Tase laughed. “Don’t be stupid. You know as well as I do that most of Dad’s businesses strayed far from that line. I’m just carrying on his legacy.”

I scowled. For a long time, before Michaela left, I’d wanted to believe the Roca reputation was undeserved. Dad had always sworn it was when we were younger. He’d claimed the Old Families, and especially the Petrans, had been out to get us from the beginning. They’d let go of Mom, Dad, and our aunt and uncle as their servants, but according to Dad, they wanted to make sure we could never become equals, so they made up whatever lies they could to keep us down. That was also how he justified both families’ behavior toward my and Michaela’s relationship.

While she was gone, though, I’d become more involved in our family dealings and learned that our family really was as bad as everyone said. I just couldn’t bring myself to care, though. Not after they sent her away. Now, I had a reason to care again. Sadly, the rest of the family didn’t. Not even Tase, whose very life was at stake.

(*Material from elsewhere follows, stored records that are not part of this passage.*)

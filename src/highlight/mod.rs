// ABOUTME: Syntax highlighting collaborator used by the md and json helpers
// ABOUTME: Defines the Highlighter capability and its syntect-backed default

pub mod classed;

use thiserror::Error;

pub use classed::SyntectHighlighter;

#[derive(Error, Debug)]
pub enum HighlightError {
    #[error("Highlighting failed for language '{language}': {message}")]
    Failed { language: String, message: String },
}

pub type Result<T> = std::result::Result<T, HighlightError>;

/// Turns source code into HTML with token spans.
///
/// `language` is the fence tag or a mode name such as `json`. `None` asks the
/// implementation to detect the language itself. The returned HTML must have
/// every text character escaped, so that its text content equals `code`.
pub trait Highlighter: Send + Sync {
    fn highlight(&self, code: &str, language: Option<&str>) -> Result<String>;
}
// ABOUTME: Markdown collaborator used by the md helper
// ABOUTME: Defines the MarkdownRenderer capability, its options and the pulldown-cmark default

pub mod pulldown;
pub mod slug;

use serde::{Deserialize, Serialize};
use thiserror::Error;

use crate::highlight::HighlightError;

pub use pulldown::PulldownRenderer;
pub use slug::Slugger;

#[derive(Error, Debug)]
pub enum MarkdownError {
    #[error("Code block highlighting failed: {0}")]
    Highlight(#[from] HighlightError),
}

pub type Result<T> = std::result::Result<T, MarkdownError>;

/// Renders a Markdown document to an HTML string.
///
/// Implementations must accept any input: malformed Markdown renders on a
/// best-effort basis instead of failing.
pub trait MarkdownRenderer: Send + Sync {
    fn render(&self, source: &str) -> Result<String>;
}

/// How rendered HTML is decorated
#[derive(Debug, Clone, PartialEq, Serialize, Deserialize)]
pub struct MarkdownOptions {
    /// Class attribute placed on every `<table>`
    #[serde(default = "default_table_class")]
    pub table_class: String,

    /// Prefix for the language class on fenced `<code>` elements
    #[serde(default = "default_code_class_prefix")]
    pub code_class_prefix: String,

    /// Generate `id` attributes for headings from their text
    #[serde(default = "default_heading_ids")]
    pub heading_ids: bool,
}

fn default_table_class() -> String {
    "table table-bordered".to_string()
}

fn default_code_class_prefix() -> String {
    "lang-".to_string()
}

fn default_heading_ids() -> bool {
    true
}

impl Default for MarkdownOptions {
    fn default() -> Self {
        Self {
            table_class: default_table_class(),
            code_class_prefix: default_code_class_prefix(),
            heading_ids: default_heading_ids(),
        }
    }
}

/// Remove a `<p>` that wraps the whole fragment.
///
/// Fragments with more than one paragraph, or anything outside the wrapper,
/// come back unchanged (apart from surrounding whitespace).
pub fn strip_wrapping_paragraph(html: &str) -> &str {
    let trimmed = html.trim();
    match trimmed
        .strip_prefix("<p>")
        .and_then(|rest| rest.strip_suffix("</p>"))
    {
        Some(inner) if !inner.contains("<p>") && !inner.contains("</p>") => inner,
        _ => trimmed,
    }
}
use handlebars::{
    handlebars_helper, BlockContext, BlockParams, Context, Handlebars, Helper, HelperDef,
    HelperResult, Output, RenderContext, RenderErrorReason, Renderable, StringOutput, Template,
};
use serde_json::Value as Json;
use tracing::debug;

use super::error::Result;
use crate::highlight::{Highlighter, SyntectHighlighter};
use crate::markdown::{strip_wrapping_paragraph, MarkdownOptions, MarkdownRenderer, PulldownRenderer};

/// Names under which [`register_helpers`] installs the helpers
pub const HELPER_NAMES: [&str; 8] = [
    "htmlId",
    "toUpperCase",
    "eachSorted",
    "equal",
    "ifeq",
    "md",
    "json",
    "ifcontains",
];

/// External capabilities the `md` and `json` helpers delegate to
#[derive(Clone)]
pub struct Collaborators {
    pub markdown: Arc<dyn MarkdownRenderer>,
    pub highlighter: Arc<dyn Highlighter>,
}

impl Collaborators {
    pub fn new(markdown: Arc<dyn MarkdownRenderer>, highlighter: Arc<dyn Highlighter>) -> Self {
        Self {
            markdown,
            highlighter,
        }
    }

    /// pulldown-cmark and syntect, sharing one highlighter
    pub fn with_options(options: MarkdownOptions) -> Self {
        let highlighter: Arc<dyn Highlighter> = Arc::new(SyntectHighlighter::new());
        let markdown = Arc::new(PulldownRenderer::with_options(highlighter.clone(), options));
        Self::new(markdown, highlighter)
    }

    pub fn with_defaults() -> Self {
        Self::with_options(MarkdownOptions::default())
    }
}

/// String form of a template value: null becomes empty, strings are taken
/// verbatim, anything else is written as JSON.
pub fn coerce_string(value: &Json) -> String {
    match value {
        Json::Null => String::new(),
        Json::String(s) => s.clone(),
        other => other.to_string(),
    }
}

/// Replace every character outside `[A-Za-z0-9_-]` with `-`
pub fn html_id(value: &str) -> String {
    value
        .chars()
        .map(|c| {
            if c.is_ascii_alphanumeric() || c == '_' || c == '-' {
                c
            } else {
                '-'
            }
        })
        .collect()
}

/// Type-and-value equality. Numbers compare numerically, so `1` equals `1.0`.
pub fn strict_equal(left: &Json, right: &Json) -> bool {
    match (left, right) {
        (Json::Number(a), Json::Number(b)) => a == b || a.as_f64() == b.as_f64(),
        (Json::Array(a), Json::Array(b)) => {
            a.len() == b.len() && a.iter().zip(b).all(|(x, y)| strict_equal(x, y))
        }
        (Json::Object(a), Json::Object(b)) => {
            a.len() == b.len()
                && a
                    .iter()
                    .all(|(key, x)| b.get(key).is_some_and(|y| strict_equal(x, y)))
        }
        _ => left == right,
    }
}

handlebars_helper!(HtmlIdHelper: |value: Json| html_id(&coerce_string(value)));

handlebars_helper!(ToUpperCaseHelper: |value: Json| coerce_string(value).to_uppercase());

handlebars_helper!(EqualHelper: |left: Json, right: Json| strict_equal(left, right));

fn render_branch<'reg: 'rc, 'rc>(
    branch: Option<&'rc Template>,
    r: &'reg Handlebars<'reg>,
    ctx: &'rc Context,
    rc: &mut RenderContext<'reg, 'rc>,
    out: &mut dyn Output,
) -> HelperResult {
    match branch {
        Some(template) => template.render(r, ctx, rc, out),
        None => Ok(()),
    }
}

/// Block helper iterating an object's entries in key order
#[derive(Clone, Copy)]
pub struct EachSortedHelper;

impl HelperDef for EachSortedHelper {
    fn call<'reg: 'rc, 'rc>(
        &self,
        h: &Helper<'rc>,
        r: &'reg Handlebars<'reg>,
        ctx: &'rc Context,
        rc: &mut RenderContext<'reg, 'rc>,
        out: &mut dyn Output,
    ) -> HelperResult {
        let Some(template) = h.template() else {
            return Ok(());
        };

        let object = match h.param(0).map(|p| p.value()) {
            Some(Json::Object(object)) if !object.is_empty() => object,
            _ => {
                debug!("eachSorted called without a non-empty object, rendering nothing");
                return Ok(());
            }
        };

        let mut entries: Vec<(&String, &Json)> = object.iter().collect();
        entries.sort_by(|a, b| a.0.cmp(b.0));
        let length = entries.len();

        rc.push_block(BlockContext::new());
        for (index, (key, value)) in entries.into_iter().enumerate() {
            if let Some(block) = rc.block_mut() {
                block.set_base_value(value.clone());
                block.set_local_var("first", Json::from(index == 0));
                block.set_local_var("last", Json::from(index + 1 == length));
                block.set_local_var("index", Json::from(index));
                block.set_local_var("length", Json::from(length));
                block.set_local_var("key", Json::from(key.as_str()));

                if let Some(value_name) = h.block_param() {
                    let mut params = BlockParams::new();
                    params.add_value(value_name, value.clone())?;
                    block.set_block_params(params);
                } else if let Some((value_name, key_name)) = h.block_param_pair() {
                    let mut params = BlockParams::new();
                    params.add_value(value_name, value.clone())?;
                    params.add_value(key_name, Json::from(key.as_str()))?;
                    block.set_block_params(params);
                }
            }
            template.render(r, ctx, rc, out)?;
        }
        rc.pop_block();

        Ok(())
    }
}

/// Renders the block when both parameters are strictly equal, else the inverse
#[derive(Clone, Copy)]
pub struct IfEqHelper;

impl HelperDef for IfEqHelper {
    fn call<'reg: 'rc, 'rc>(
        &self,
        h: &Helper<'rc>,
        r: &'reg Handlebars<'reg>,
        ctx: &'rc Context,
        rc: &mut RenderContext<'reg, 'rc>,
        out: &mut dyn Output,
    ) -> HelperResult {
        let left = h
            .param(0)
            .ok_or(RenderErrorReason::ParamNotFoundForIndex("ifeq", 0))?;
        let right = h
            .param(1)
            .ok_or(RenderErrorReason::ParamNotFoundForIndex("ifeq", 1))?;

        let branch = if strict_equal(left.value(), right.value()) {
            h.template()
        } else {
            h.inverse()
        };
        render_branch(branch, r, ctx, rc, out)
    }
}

As we pulled into town, my phone went off with several missed text messages. All from Michaela.

Are you busy? I wouldn’t mind some company.

Hey, did you get my last text? Do you want to come over?

I guess that’s a no?

You could at least answer

Well, you’re either busy or sleeping. I’ll see you whenever I see you

“Son of a bitch,” I muttered under my breath.

“Something wrong?” Tase asked as we turned onto our cul-de-sac.

I blew out a breath. “Nah. Just do what you said you’d do. Don’t let this happen again.”

I couldn’t be mad at him or myself for going. If I hadn’t, that girl would probably be dead and Tase would be one step closer to becoming strigoi . . . which meant one step closer to being put down by the Court.

As we walked up the drive toward the house, Tase snatched my phone out of my hand.

“Fuck, dude,” he said after reading the texts. “Cock-blocked again. Sorry, man.”

“The night was doomed from the start.” I told him about the skinwalker and Gabe’s fall through the wall.

Tase’s eyes sparked when I told him about the worthless bracelet Gabe had discovered in the wall. I couldn’t tell if he was amused . . . or something else. I would have almost said nostalgic, if I thought Tase had a nostalgic bone in his body.

“I’ll make up for it,” he said, handing my phone back to me, all humor gone. “Consider it taken care of.”

Once inside, I followed him up the stairs to our rooms and watched as he paused to look in on our younger siblings. Before Mom and Dad died, Alina, Aurora, and I were the only ones Tase could tolerate—Aurora because she was the baby and he’d had a soft spot for her since before she was born, Alina because she was a girl, and me because we’d basically been best friends growing up. But something had changed since our parents’ deaths. Since the curse. I was no empath, but my vampire senses picked up something new from my older brother. He hid so much of his life, but I realized for the first time what he’d been hiding the most—his feelings. Regret. Shame. Depression. I could practically smell them in his blood.

Who knew Atanase Roca, asshole extraordinaire, actually might have had a heart?